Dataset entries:
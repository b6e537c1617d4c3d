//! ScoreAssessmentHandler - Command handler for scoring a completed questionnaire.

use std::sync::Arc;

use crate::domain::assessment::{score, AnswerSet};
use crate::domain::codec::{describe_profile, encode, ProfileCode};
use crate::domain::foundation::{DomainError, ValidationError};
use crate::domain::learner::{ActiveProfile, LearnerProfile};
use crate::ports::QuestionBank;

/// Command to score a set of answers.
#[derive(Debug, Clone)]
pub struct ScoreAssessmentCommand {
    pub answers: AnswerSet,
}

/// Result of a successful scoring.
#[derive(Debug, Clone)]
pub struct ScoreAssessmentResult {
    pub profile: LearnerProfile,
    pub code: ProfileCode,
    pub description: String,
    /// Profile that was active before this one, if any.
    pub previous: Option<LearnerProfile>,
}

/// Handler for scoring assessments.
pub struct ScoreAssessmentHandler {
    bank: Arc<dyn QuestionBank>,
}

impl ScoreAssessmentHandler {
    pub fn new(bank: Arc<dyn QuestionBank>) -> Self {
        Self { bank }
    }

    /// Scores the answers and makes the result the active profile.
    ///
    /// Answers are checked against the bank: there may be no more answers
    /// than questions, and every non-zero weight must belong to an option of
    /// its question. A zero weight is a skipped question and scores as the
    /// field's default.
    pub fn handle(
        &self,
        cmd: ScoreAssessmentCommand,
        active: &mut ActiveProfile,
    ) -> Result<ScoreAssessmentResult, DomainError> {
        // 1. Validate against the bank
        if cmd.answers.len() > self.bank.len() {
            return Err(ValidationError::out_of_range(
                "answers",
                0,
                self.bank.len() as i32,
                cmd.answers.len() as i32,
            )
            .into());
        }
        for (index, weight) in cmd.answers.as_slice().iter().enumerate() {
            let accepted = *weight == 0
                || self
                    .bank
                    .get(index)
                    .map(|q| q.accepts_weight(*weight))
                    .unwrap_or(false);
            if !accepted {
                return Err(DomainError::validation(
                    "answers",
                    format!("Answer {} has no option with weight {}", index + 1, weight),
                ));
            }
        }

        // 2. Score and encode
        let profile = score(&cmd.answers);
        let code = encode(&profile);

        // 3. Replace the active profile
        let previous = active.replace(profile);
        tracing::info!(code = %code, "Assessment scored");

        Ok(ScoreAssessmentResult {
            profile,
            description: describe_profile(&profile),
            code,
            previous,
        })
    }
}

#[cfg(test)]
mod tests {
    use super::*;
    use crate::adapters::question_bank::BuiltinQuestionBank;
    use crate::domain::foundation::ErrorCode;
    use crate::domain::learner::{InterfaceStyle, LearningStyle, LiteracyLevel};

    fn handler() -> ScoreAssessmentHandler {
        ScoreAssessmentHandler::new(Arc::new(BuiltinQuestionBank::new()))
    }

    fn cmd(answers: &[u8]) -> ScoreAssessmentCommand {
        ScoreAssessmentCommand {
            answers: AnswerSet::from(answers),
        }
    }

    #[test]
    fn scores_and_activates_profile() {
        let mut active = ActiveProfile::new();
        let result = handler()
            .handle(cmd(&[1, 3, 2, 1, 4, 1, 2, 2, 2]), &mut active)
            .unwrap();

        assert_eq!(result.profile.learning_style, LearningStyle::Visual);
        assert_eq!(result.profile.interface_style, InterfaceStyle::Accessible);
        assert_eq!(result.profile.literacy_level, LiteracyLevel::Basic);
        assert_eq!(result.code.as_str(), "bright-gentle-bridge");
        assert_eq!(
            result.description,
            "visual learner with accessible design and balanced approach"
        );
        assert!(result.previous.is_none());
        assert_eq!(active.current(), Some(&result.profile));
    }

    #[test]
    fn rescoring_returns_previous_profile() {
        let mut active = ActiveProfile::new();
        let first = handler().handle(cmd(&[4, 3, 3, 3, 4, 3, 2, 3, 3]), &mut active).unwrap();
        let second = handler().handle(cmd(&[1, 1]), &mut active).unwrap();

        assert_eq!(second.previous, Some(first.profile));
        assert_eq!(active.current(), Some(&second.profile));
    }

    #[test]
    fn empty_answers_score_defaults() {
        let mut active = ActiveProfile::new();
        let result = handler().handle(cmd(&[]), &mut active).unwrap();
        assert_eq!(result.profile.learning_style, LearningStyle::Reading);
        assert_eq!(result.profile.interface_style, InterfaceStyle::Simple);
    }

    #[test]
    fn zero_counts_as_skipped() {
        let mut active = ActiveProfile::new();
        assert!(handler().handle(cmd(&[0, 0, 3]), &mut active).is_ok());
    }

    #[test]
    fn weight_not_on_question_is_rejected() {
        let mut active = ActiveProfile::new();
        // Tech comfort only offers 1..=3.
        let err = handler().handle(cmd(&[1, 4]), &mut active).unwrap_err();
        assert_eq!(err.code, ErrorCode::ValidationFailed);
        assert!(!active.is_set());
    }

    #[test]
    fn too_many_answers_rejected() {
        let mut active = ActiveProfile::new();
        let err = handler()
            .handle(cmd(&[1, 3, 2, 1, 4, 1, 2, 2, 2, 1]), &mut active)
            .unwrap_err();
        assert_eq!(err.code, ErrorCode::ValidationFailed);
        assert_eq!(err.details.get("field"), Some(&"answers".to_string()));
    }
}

■ Description of the task ■
Each entry above needs to be duplicated exactly.

■ Solution for this task ■
repository b6e537c1617d4c3d
//! ScoreAssessmentHandler - Command handler for scoring a completed questionnaire.

use std::sync::Arc;

use crate::domain::assessment::{score, AnswerSet};
use crate::domain::codec::{describe_profile, encode, ProfileCode};
use crate::domain::foundation::{DomainError, ValidationError};
use crate::domain::learner::{ActiveProfile, LearnerProfile};
use crate::ports::QuestionBank;

/// Command to score a set of answers.
#[derive(Debug, Clone)]
pub struct ScoreAssessmentCommand {
    pub answers: AnswerSet,
}

/// Result of a successful scoring.
#[derive(Debug, Clone)]
pub struct ScoreAssessmentResult {
    pub profile: LearnerProfile,
    pub code: ProfileCode,
    pub description: String,
    /// Profile that was active before this one, if any.
    pub previous: Option<LearnerProfile>,
}

/// Handler for scoring assessments.
pub struct ScoreAssessmentHandler {
    bank: Arc<dyn QuestionBank>,
}

impl ScoreAssessmentHandler {
    pub fn new(bank: Arc<dyn QuestionBank>) -> Self {
        Self { bank }
    }

    /// Scores the answers and makes the result the active profile.
    ///
    /// Answers are checked against the bank: there may be no more answers
    /// than questions, and every non-zero weight must belong to an option of
    /// its question. A zero weight is a skipped question and scores as the
    /// field's default.
    pub fn handle(
        &self,
        cmd: ScoreAssessmentCommand,
        active: &mut ActiveProfile,
    ) -> Result<ScoreAssessmentResult, DomainError> {
        // 1. Validate against the bank
        if cmd.answers.len() > self.bank.len() {
            return Err(ValidationError::out_of_range(
                "answers",
                0,
                self.bank.len() as i32,
                cmd.answers.len() as i32,
            )
            .into());
        }
        for (index, weight) in cmd.answers.as_slice().iter().enumerate() {
            let accepted = *weight == 0
                || self
                    .bank
                    .get(index)
                    .map(|q| q.accepts_weight(*weight))
                    .unwrap_or(false);
            if !accepted {
                return Err(DomainError::validation(
                    "answers",
                    format!("Answer {} has no option with weight {}", index + 1, weight),
                ));
            }
        }

        // 2. Score and encode
        let profile = score(&cmd.answers);
        let code = encode(&profile);

        // 3. Replace the active profile
        let previous = active.replace(profile);
        tracing::info!(code = %code, "Assessment scored");

        Ok(ScoreAssessmentResult {
            profile,
            description: describe_profile(&profile),
            code,
            previous,
        })
    }
}

#[cfg(test)]
mod tests {
    use super::*;
    use crate::adapters::question_bank::BuiltinQuestionBank;
    use crate::domain::foundation::ErrorCode;
    use crate::domain::learner::{InterfaceStyle, LearningStyle, LiteracyLevel};

    fn handler() -> ScoreAssessmentHandler {
        ScoreAssessmentHandler::new(Arc::new(BuiltinQuestionBank::new()))
    }

    fn cmd(answers: &[u8]) -> ScoreAssessmentCommand {
        ScoreAssessmentCommand {
            answers: AnswerSet::from(answers),
        }
    }

    #[test]
    fn scores_and_activates_profile() {
        let mut active = ActiveProfile::new();
        let result = handler()
            .handle(cmd(&[1, 3, 2, 1, 4, 1, 2, 2, 2]), &mut active)
            .unwrap();

        assert_eq!(result.profile.learning_style, LearningStyle::Visual);
        assert_eq!(result.profile.interface_style, InterfaceStyle::Accessible);
        assert_eq!(result.profile.literacy_level, LiteracyLevel::Basic);
        assert_eq!(result.code.as_str(), "bright-gentle-bridge");
        assert_eq!(
            result.description,
            "visual learner with accessible design and balanced approach"
        );
        assert!(result.previous.is_none());
        assert_eq!(active.current(), Some(&result.profile));
    }

    #[test]
    fn rescoring_returns_previous_profile() {
        let mut active = ActiveProfile::new();
        let first = handler().handle(cmd(&[4, 3, 3, 3, 4, 3, 2, 3, 3]), &mut active).unwrap();
        let second = handler().handle(cmd(&[1, 1]), &mut active).unwrap();

        assert_eq!(second.previous, Some(first.profile));
        assert_eq!(active.current(), Some(&second.profile));
    }

    #[test]
    fn empty_answers_score_defaults() {
        let mut active = ActiveProfile::new();
        let result = handler().handle(cmd(&[]), &mut active).unwrap();
        assert_eq!(result.profile.learning_style, LearningStyle::Reading);
        assert_eq!(result.profile.interface_style, InterfaceStyle::Simple);
    }

    #[test]
    fn zero_counts_as_skipped() {
        let mut active = ActiveProfile::new();
        assert!(handler().handle(cmd(&[0, 0, 3]), &mut active).is_ok());
    }

    #[test]
    fn weight_not_on_question_is_rejected() {
        let mut active = ActiveProfile::new();
        // Tech comfort only offers 1..=3.
        let err = handler().handle(cmd(&[1, 4]), &mut active).unwrap_err();
        assert_eq!(err.code, ErrorCode::ValidationFailed);
        assert!(!active.is_set());
    }

    #[test]
    fn too_many_answers_rejected() {
        let mut active = ActiveProfile::new();
        let err = handler()
            .handle(cmd(&[1, 3, 2, 1, 4, 1, 2, 2, 2, 1]), &mut active)
            .unwrap_err();
        assert_eq!(err.code, ErrorCode::ValidationFailed);
        assert_eq!(err.details.get("field"), Some(&"answers".to_string()));
    }
}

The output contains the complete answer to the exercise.